The interaction between the immunosuppressive effects of glucocorticoids and the mitogenic effects of prolactin (PRL) were examined in Nb2 lymphoma cells, a pre-T cell line. The synthetic glucocorticoid, dexamethasone (Dex), caused a concentration-dependent (6.25-200 nM) inhibition of basal and ovine PRL (oPRL)-stimulated Nb2 cell proliferation. Although Dex was antiproliferative, the steroid had no effect on cell viability in the presence of PRL. However, when PRL was omitted from the medium, Dex increased the proportion of dead Nb2 cells by 24 hr in a concentration (25-200 nM)-dependent fashion without affecting total cell number.

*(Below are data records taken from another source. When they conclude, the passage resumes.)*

//! Verifier — re-observes the system after a change settles.

use std::sync::Arc;
use std::time::Duration;

use tracing::{debug, warn};

use steward_core::{MetricsProvider, TopologyProvider};

/// Post-change error rate above which a change is judged a failure.
const POST_CHANGE_MAX_ERROR_RATE: f64 = 2.0;

/// Result of verifying an applied change.
#[derive(Debug, Clone, PartialEq)]
pub enum VerifyOutcome {
    Passed,
    Failed { reason: String },
}

/// Re-fetches topology and metrics after the stabilization delay and
/// classifies the change as successful or failed.
pub struct Verifier {
    topology: Arc<dyn TopologyProvider>,
    metrics: Arc<dyn MetricsProvider>,
    stabilization_delay: Duration,
}

impl Verifier {
    pub fn new(
        topology: Arc<dyn TopologyProvider>,
        metrics: Arc<dyn MetricsProvider>,
        stabilization_delay: Duration,
    ) -> Self {
        Self {
            topology,
            metrics,
            stabilization_delay,
        }
    }

    /// Wait for stabilization, then judge the change.
    ///
    /// Success requires a valid (non-empty) topology and a post-change
    /// error rate at or below 2%. A fetch failure during verification
    /// counts as failure: if we cannot observe the system, we cannot
    /// keep the change.
    pub async fn verify(&self) -> VerifyOutcome {
        tokio::time::sleep(self.stabilization_delay).await;

        let topology = match self.topology.current_topology().await {
            Ok(t) => t,
            Err(e) => {
                warn!(error = %e, "topology fetch failed during verification");
                return VerifyOutcome::Failed {
                    reason: format!("topology fetch failed: {e}"),
                };
            }
        };
        if topology.is_empty() {
            return VerifyOutcome::Failed {
                reason: "post-change topology is empty".to_string(),
            };
        }

        let metrics = match self.metrics.fetch_current().await {
            Ok(m) => m,
            Err(e) => {
                warn!(error = %e, "metrics fetch failed during verification");
                return VerifyOutcome::Failed {
                    reason: format!("metrics fetch failed: {e}"),
                };
            }
        };

        let error_rate = metrics.avg_error_rate();
        if error_rate > POST_CHANGE_MAX_ERROR_RATE {
            return VerifyOutcome::Failed {
                reason: format!(
                    "post-change error rate {error_rate:.2}% exceeds {POST_CHANGE_MAX_ERROR_RATE:.0}%"
                ),
            };
        }

        debug!(error_rate, "change verified");
        VerifyOutcome::Passed
    }
}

The antiproliferative and cytolytic effects of Dex were mimicked by other corticosteroids (cortisol, corticosterone, aldosterone, and deoxycorticosterone) in the expected order of glucocorticoid potency, but not by other steroids (17-beta-estradiol, progesterone, testosterone, 5-alpha-dihydrotestosterone, and dehydroepiandrosterone) or triiodothyronine. In addition, the antiproliferative and cytolytic effects of glucocorticoids were antagonized by the glucocorticoid receptor antagonist RU 486. Since corticosteroid-induced cytolysis was apparent only in the absence of mitogen, the anticytolytic effects of oPRL were tested. In the presence of Dex (100 nM), oPRL (25-1600 pg/ml) caused a concentration-dependent inhibition of cytolysis without changing cell number. Other lactogenic hormones (human growth hormone, human placental lactogen, rat PRL), but not trophic nonlactogenic hormones (rat growth hormone, human chorionic gonadotropin, ACTH), also inhibited Dex (100 nM)-induced cytolysis. Agarose gel electrophoresis of DNA extracted from Nb2 cells revealed that within 12 hr, 100 nM Dex induced DNA fragmentation, indicative of programmed cell death or apoptosis. Coincubation of cells with Dex and oPRL (1 ng/ml) inhibited Dex-induced fragmentation of Nb2 cell genomic DNA. These studies reveal a complex interaction between glucocorticoids and PRL in Nb2 cells. Although a glucocorticoid receptor-mediated antiproliferative effect is evident, PRL (at concentrations that usually stimulate cell proliferation) has the capacity to protect the cell against glucocorticoid-receptor-mediated induction of apoptosis.